How do all the various communities let these gatherings and masses happen?
I’m Italian and Irish, so the lose equivalent of this Franco worship would be gatherings and masses for Mussolini and Cromwell, which I could never see happening. There would be a revolts in the streets! I mean sure, there’s always a handful of fascist ass lickers in every community, but usually it’s not blatant and their actions aren’t accepted let alone celebrated?
What is the general education regarding Franco like in Spain? Is there a lot of revisionist theory trying to paint him out to be something other than a psychopathic murderer?
Sorry if these questions are stupid, I’m just shocked this is like a normal and widespread thing. I’ve been to Spain once, and I guess I missed this aspect of the culture?
Kaixo anon!
They're not stupid questions, and I'll try my best to answer in an understandable way.
I'm sorry you're shocked about the masses thing, but it becomes a bit less weird if you take into account that one of the keys to the success of Franco's regime was Catholicism and the Catholic Church. Not for nothing his political ideas were called "national-Catholicism". The Church gave its full support to Franco and the dictatorship, and worked hard indoctrinating people to first accept and then passionately defend it. We can't understand Francoism without the Catholic religion.
You ask why this is allowed.

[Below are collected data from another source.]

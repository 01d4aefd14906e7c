//! Factories for the backend, session and detector.
//!
//! The worker brings these up at `init` through [`ModelRuntime`], so tests can
//! swap the ONNX Runtime for a scripted session.

use async_trait::async_trait;
use tracing::info;

use crate::backend::{build_session, configure_backend};
use crate::error::{VisionError, VisionResult};
use crate::model_config::ModelConfig;
use crate::retinaface::{FaceDetector, RetinaFaceDetector};
use crate::session::{InferenceSession, OrtSession};
use crate::stage::{stages, StageTimer};

#[async_trait]
pub trait ModelRuntime: Send + Sync {
    /// Process-wide backend configuration. Must be idempotent: returns
    /// `Ok(true)` only for the call that actually configured it.
    async fn configure_backend(&self) -> VisionResult<bool>;

    /// Load the network into a new session.
    async fn create_session(&self) -> VisionResult<Box<dyn InferenceSession>>;

    /// Construct the detector module.
    async fn create_detector(&self) -> VisionResult<Box<dyn FaceDetector>>;
}

/// ONNX Runtime with the RetinaFace decoder.
#[derive(Debug, Clone, Default)]
pub struct OrtRuntime {
    config: ModelConfig,
}

impl OrtRuntime {
    pub fn new(config: ModelConfig) -> Self {
        Self { config }
    }

    pub fn config(&self) -> &ModelConfig {
        &self.config
    }
}

#[async_trait]
impl ModelRuntime for OrtRuntime {
    async fn configure_backend(&self) -> VisionResult<bool> {
        configure_backend().await
    }

    async fn create_session(&self) -> VisionResult<Box<dyn InferenceSession>> {
        let timer = StageTimer::start(stages::SETUP_ORT);
        let config = self.config.clone();

        let (path, session, provider) = tokio::task::spawn_blocking(move || {
            let (path, bytes) = config.read_model()?;
            let (session, provider) =
                build_session(&bytes, &config.providers, config.intra_threads)?;
            Ok::<_, VisionError>((path, session, provider))
        })
        .await
        .map_err(|e| VisionError::session_create(format!("session task panicked: {e}")))??;

        let session = OrtSession::new(session, self.config.input_name.clone(), provider)?;
        timer.finish();

        info!(
            model_path = %path.display(),
            provider = %provider,
            "Face detection session ready"
        );
        Ok(Box::new(session))
    }

    async fn create_detector(&self) -> VisionResult<Box<dyn FaceDetector>> {
        Ok(Box::new(RetinaFaceDetector::new()))
    }
}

Easy!! I'm not sure how Christian masses work in other parts of the world, but in Spain and EH, you pay and the church delivers: it can be a mention of the name of a deceased person the family wants to honor on the Sunday mass, or a full mass for said person any day you want. That's why there are masses for Franco eeeeeeeevery Nov 20. Because somebody - Franco Foundation, fascist associations or parties, just somebody - pays for them to exist. Of course the Catholic church defends it's just a mass of remembrance for a deceased person and not a glorification of a fascist dictator. Okay, if they say so.
Just this year there have been 18 masses throughout the Spanish state: in Madrid, Valladolid, Zaragoza, Málaga, Toledo, Alicante, Santander, Granada, Uesca, València, Zamora, Ceuta, Teruel, Sevilla, and Santa Cruz de Tenerife.
I'd like to think that Francoism isn't part of the Spanish culture as you mention, but sadly 40 years of a fascist dictatorship do some things to people. 40 years of lefties escaping the country or being executed, 40 years of brainwashing, 40 years of turbo Catholic fascism. You don't leave all that behind just overnight. There are still monuments to the dictator or the coup (Crusade, in fascist language), streets devoted to fascist elite members and criminals, and the f*cking king is the son of the king Franco personally chose for the Spanish state. There are Francoism remnants in every single Spanish institution, from the Congress to the Supreme Court (especially there). Everything is still tainted by Franco, his political ideas, and his corrupt political ways, even now, yes. Franco himself said the infamous words maaaany still remember: everything is tied and tied well. He meant that everything was throughly planned and established to function as he wanted when he passed. And it really was tied well.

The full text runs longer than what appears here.